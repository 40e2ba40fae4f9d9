//! Deciding what to do with an opened contact.

use tracing::{info, warn};

use crate::error::Result;
use crate::locators::Locators;
use crate::navigation;
use crate::policy::{Classification, HeaderSignals, Outcome, PolicyConfig};
use crate::query::ResilientQuery;
use crate::removal;

/// Classifies the contact whose preview is open, then messages it, removes
/// it, or leaves it alone.
pub struct DecisionPolicy<'a> {
	locators: &'a Locators,
	policy: &'a PolicyConfig,
}

impl<'a> DecisionPolicy<'a> {
	pub fn new(locators: &'a Locators, policy: &'a PolicyConfig) -> Self {
		Self { locators, policy }
	}

	/// Decides and acts for `name`.
	///
	/// A non-fatal failure before the contact was found to be not connected
	/// gets one more try at the send path. A not-connected contact is never
	/// messaged, and a contact whose header could not be read is never removed.
	pub async fn decide(&self, query: &mut ResilientQuery, name: &str) -> Result<Outcome> {
		let mut classified = None;
		let err = match self.classify_and_act(query, name, &mut classified).await {
			Ok(outcome) => return Ok(outcome),
			Err(err) if err.is_fatal() => return Err(err),
			Err(err) => err,
		};

		if classified == Some(Classification::NotConnected) {
			// only removal fails after this classification, and it has already returned to the list
			warn!(target = "rollcall", name, error = %err, "removal failed");
			return Ok(Outcome::SkippedUnresolvable);
		}
		if !self.policy.send_allowed(name) {
			warn!(target = "rollcall", name, error = %err, "decision failed");
			navigation::return_to_root(query, self.locators).await?;
			return Ok(Outcome::SkippedUnresolvable);
		}

		warn!(target = "rollcall", name, error = %err, "decision failed, trying the send path once more");
		match self.send_messages(query, name).await {
			Ok(Outcome::MessageSent) => Ok(Outcome::MessageSent),
			Ok(_) => Ok(Outcome::SkippedUnresolvable),
			Err(err) if err.is_fatal() => Err(err),
			Err(err) => {
				warn!(target = "rollcall", name, error = %err, "send fallback failed");
				navigation::return_to_root(query, self.locators).await?;
				Ok(Outcome::SkippedUnresolvable)
			}
		}
	}

	async fn classify_and_act(
		&self,
		query: &mut ResilientQuery,
		name: &str,
		classified: &mut Option<Classification>,
	) -> Result<Outcome> {
		query.dismiss_keyboard().await?;
		query.click(&self.locators.chat_header).await?;
		query.dismiss_keyboard().await?;
		query.settle().await;

		let signals = HeaderSignals {
			add_friend_visible: query.check_visible(&self.locators.add_friend).await?,
			video_call_visible: query.check_visible(&self.locators.video_call).await?,
		};
		let classification = self.policy.connection.classify(signals);
		*classified = Some(classification);
		info!(target = "rollcall", name, ?classification, ?signals, "contact classified");

		match classification {
			Classification::NotConnected => {
				if !self.policy.removal_enabled {
					info!(target = "rollcall", name, "not connected, removal disabled");
					return self.leave(query).await;
				}
				if self.policy.is_exempt_from_removal(name) {
					info!(target = "rollcall", name, "not connected, exempt from removal");
					return self.leave(query).await;
				}
				match removal::remove_contact(query, self.locators).await? {
					Some(path) => {
						info!(target = "rollcall", name, ?path, "contact removed");
						Ok(Outcome::Removed)
					}
					None => Ok(Outcome::SkippedUnresolvable),
				}
			}
			Classification::Connected => {
				if !self.policy.send_allowed(name) {
					info!(target = "rollcall", name, "connected, not on the send allow-list");
					return self.leave(query).await;
				}
				self.send_messages(query, name).await
			}
		}
	}

	/// Types and confirms each configured message, then returns to the list.
	async fn send_messages(&self, query: &mut ResilientQuery, name: &str) -> Result<Outcome> {
		if self.policy.messages_to_send.is_empty() {
			warn!(target = "rollcall", name, "no messages configured");
			return self.leave(query).await;
		}
		for message in &self.policy.messages_to_send {
			query.set_text(&self.locators.message_field, message).await?;
			query.press_confirm().await?;
			query.settle().await;
		}
		info!(target = "rollcall", name, count = self.policy.messages_to_send.len(), "messages sent");
		navigation::return_to_root(query, self.locators).await?;
		Ok(Outcome::MessageSent)
	}

	async fn leave(&self, query: &mut ResilientQuery) -> Result<Outcome> {
		navigation::return_to_root(query, self.locators).await?;
		Ok(Outcome::SkippedByPolicy)
	}
}
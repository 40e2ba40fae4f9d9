//! Scroll-into-view against the fake list geometry.

use std::sync::Arc;

use rollcall::scroll::{MAX_SWIPE_DISTANCE, scroll_into_view};
use rollcall::testing::{FakeContact, FakeDevice, FakeFactory};
use rollcall::{Locators, ResilientQuery, SafeBand, SectionEnumerator, Timings};

fn long_list() -> FakeDevice {
	FakeDevice::with_contacts((0..15).map(|i| FakeContact::connected(format!("A{i:02}")))).on_contact_list()
}

async fn query_on(device: &FakeDevice) -> ResilientQuery {
	ResilientQuery::connect(Arc::new(FakeFactory::new(device.clone())), Timings::immediate())
		.await
		.unwrap()
}

#[tokio::test]
async fn far_row_is_swiped_into_the_band() {
	let device = long_list();
	let mut query = query_on(&device).await;
	let locators = Locators::default();
	let rows = SectionEnumerator::new()
		.list_contacts(&mut query, &locators, 0)
		.await
		.unwrap()
		.unwrap();
	let target = rows[13].child(&locators.contact_name, 0);

	let in_band = scroll_into_view(&mut query, &target, &locators.bounds_attribute, SafeBand::default())
		.await
		.unwrap();

	assert!(in_band);
	let swipes = device.swipes();
	assert_eq!(swipes.len(), 3);
	assert!(swipes.iter().all(|s| s.start_y - s.end_y == MAX_SWIPE_DISTANCE));
	assert_eq!(device.scroll_offset(), 900);
}

#[tokio::test]
async fn near_row_needs_no_swipe() {
	let device = long_list();
	let mut query = query_on(&device).await;
	let locators = Locators::default();
	let rows = SectionEnumerator::new()
		.list_contacts(&mut query, &locators, 0)
		.await
		.unwrap()
		.unwrap();

	let in_band = scroll_into_view(
		&mut query,
		&rows[0].child(&locators.contact_name, 0),
		&locators.bounds_attribute,
		SafeBand::default(),
	)
	.await
	.unwrap();

	assert!(in_band);
	assert!(device.swipes().is_empty());
}
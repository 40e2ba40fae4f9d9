//! Legacy `key=value` run configuration.

use std::collections::HashMap;

use rollcall::PolicyConfig;

pub const MESSAGES: &str = "message.to.send";
pub const SEND_ONLY_TO: &str = "send.only.to";
pub const REMOVAL_ENABLED: &str = "unfriend.enable";
pub const REMOVAL_EXEMPT: &str = "unfriend.skip.if.contains";

const MESSAGE_SEPARATOR: &str = "||";

/// Parsed properties file. Missing keys read as empty.
#[derive(Debug, Clone, Default, PartialEq, Eq)]
pub struct Properties {
	entries: HashMap<String, String>,
}

impl Properties {
	/// Parses `key=value` or `key: value` lines. `#` and `!` start comments.
	pub fn parse(text: &str) -> Self {
		let entries = text
			.lines()
			.map(str::trim)
			.filter(|line| !line.is_empty() && !line.starts_with('#') && !line.starts_with('!'))
			.filter_map(|line| {
				let split = line.find(['=', ':'])?;
				let (key, value) = line.split_at(split);
				Some((key.trim().to_string(), value[1..].trim().to_string()))
			})
			.collect();
		Self { entries }
	}

	pub fn get(&self, key: &str) -> &str {
		self.entries.get(key).map(String::as_str).unwrap_or("")
	}

	fn list(&self, key: &str, separator: &str) -> Vec<String> {
		self.get(key)
			.split(separator)
			.map(str::trim)
			.filter(|s| !s.is_empty())
			.map(str::to_string)
			.collect()
	}

	fn flag(&self, key: &str) -> bool {
		let value = self.get(key);
		value.eq_ignore_ascii_case("true") || value.eq_ignore_ascii_case("yes") || value == "1"
	}

	pub fn to_policy(&self) -> PolicyConfig {
		PolicyConfig {
			messages_to_send: self.list(MESSAGES, MESSAGE_SEPARATOR),
			allow_send_only_if_name_contains: self.list(SEND_ONLY_TO, ","),
			exempt_from_removal_if_name_contains: self.list(REMOVAL_EXEMPT, ","),
			removal_enabled: self.flag(REMOVAL_ENABLED),
			..PolicyConfig::default()
		}
	}
}

#[cfg(test)]
mod tests {
	use super::*;

	const SAMPLE: &str = "
# run settings
message.to.send = hey there || see you soon ||  ||
send.only.to=ok, ,Ann
! legacy key, ignored
skip.if.contains=bot
unfriend.enable: Yes
unfriend.skip.if.contains = Team Snapchat,  Mom
";

	#[test]
	fn maps_legacy_keys_onto_policy() {
		let policy = Properties::parse(SAMPLE).to_policy();
		assert_eq!(policy.messages_to_send, ["hey there", "see you soon"]);
		assert_eq!(policy.allow_send_only_if_name_contains, ["ok", "Ann"]);
		assert_eq!(policy.exempt_from_removal_if_name_contains, ["Team Snapchat", "Mom"]);
		assert!(policy.removal_enabled);
	}

	#[test]
	fn missing_keys_are_empty() {
		let props = Properties::parse("# nothing\n");
		assert_eq!(props.get(MESSAGES), "");
		let policy = props.to_policy();
		assert!(policy.messages_to_send.is_empty());
		assert!(!policy.removal_enabled);
	}

	#[test]
	fn removal_flag_values() {
		for (value, expected) in [("true", true), ("TRUE", true), ("1", true), ("yes", true), ("no", false), ("0", false), ("", false)] {
			let props = Properties::parse(&format!("unfriend.enable={value}"));
			assert_eq!(props.to_policy().removal_enabled, expected, "{value:?}");
		}
	}

	#[test]
	fn value_keeps_later_separators() {
		let props = Properties::parse("message.to.send=see: http://x.test/a=b");
		assert_eq!(props.get(MESSAGES), "see: http://x.test/a=b");
	}
}
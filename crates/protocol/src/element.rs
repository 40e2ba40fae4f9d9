//! Element handles.

use std::fmt;
use std::sync::Arc;

use serde::{Deserialize, Deserializer, Serialize, Serializer};

/// W3C web element identifier key.
pub const ELEMENT_KEY: &str = "element-6066-11e4-a86c-4ea47d4e5e99";

/// Legacy JSONWP key still emitted by some Appium drivers.
pub const LEGACY_ELEMENT_KEY: &str = "ELEMENT";

/// A resolved handle to an element in the remote UI tree.
///
/// Handles are only meaningful for the session and UI state they were
/// resolved against. The tree can mutate at any time, so callers re-resolve
/// instead of holding on to them.
#[derive(Debug, Clone, PartialEq, Eq, Hash)]
pub struct ElementRef(Arc<str>);

impl ElementRef {
	pub fn new(id: impl AsRef<str>) -> Self {
		Self(Arc::from(id.as_ref()))
	}

	pub fn id(&self) -> &str {
		&self.0
	}

	/// Reads an element reference out of a find-element response value.
	pub fn from_wire(value: &serde_json::Value) -> Option<Self> {
		value
			.get(ELEMENT_KEY)
			.or_else(|| value.get(LEGACY_ELEMENT_KEY))
			.and_then(|v| v.as_str())
			.map(Self::new)
	}

	pub fn to_wire(&self) -> serde_json::Value {
		serde_json::json!({ ELEMENT_KEY: self.id(), LEGACY_ELEMENT_KEY: self.id() })
	}
}

impl fmt::Display for ElementRef {
	fn fmt(&self, f: &mut fmt::Formatter<'_>) -> fmt::Result {
		f.write_str(&self.0)
	}
}

impl Serialize for ElementRef {
	fn serialize<S: Serializer>(&self, serializer: S) -> Result<S::Ok, S::Error> {
		self.to_wire().serialize(serializer)
	}
}

impl<'de> Deserialize<'de> for ElementRef {
	fn deserialize<D: Deserializer<'de>>(deserializer: D) -> Result<Self, D::Error> {
		let value = serde_json::Value::deserialize(deserializer)?;
		Self::from_wire(&value).ok_or_else(|| serde::de::Error::custom("missing web element identifier"))
	}
}
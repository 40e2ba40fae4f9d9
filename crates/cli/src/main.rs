use std::time::Instant;

use clap::Parser;
use rollcall_cli::cli::Cli;
use rollcall_cli::config::Settings;
use rollcall_cli::error::CliError;
use rollcall_cli::{logging, output, run};
use tracing::error;

#[tokio::main]
async fn main() {
	let cli = Cli::parse();
	logging::init_logging(cli.verbose);
	let started = Instant::now();

	let result = async {
		let settings = Settings::resolve(&cli)?;
		let report = run::execute(settings).await?;
		output::print_report(&report, cli.format, started.elapsed())?;
		Ok::<_, CliError>(())
	}
	.await;

	if let Err(err) = result {
		error!(target = "rollcall", error = %err, "run failed");
		output::print_error(&err, cli.format, started.elapsed());
		std::process::exit(err.exit_code());
	}
}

§ §

- The problem
Write out the lines of the entries, word for word, from the first through the one containing "is never removed.", and stop at that line.

- Exercise answer
repository 40e2ba40fae4f9d9
//! Deciding what to do with an opened contact.

use tracing::{info, warn};

use crate::error::Result;
use crate::locators::Locators;
use crate::navigation;
use crate::policy::{Classification, HeaderSignals, Outcome, PolicyConfig};
use crate::query::ResilientQuery;
use crate::removal;

/// Classifies the contact whose preview is open, then messages it, removes
/// it, or leaves it alone.
pub struct DecisionPolicy<'a> {
	locators: &'a Locators,
	policy: &'a PolicyConfig,
}

impl<'a> DecisionPolicy<'a> {
	pub fn new(locators: &'a Locators, policy: &'a PolicyConfig) -> Self {
		Self { locators, policy }
	}

	/// Decides and acts for `name`.
	///
	/// A non-fatal failure before the contact was found to be not connected
	/// gets one more try at the send path. A not-connected contact is never
	/// messaged, and a contact whose header could not be read is never removed.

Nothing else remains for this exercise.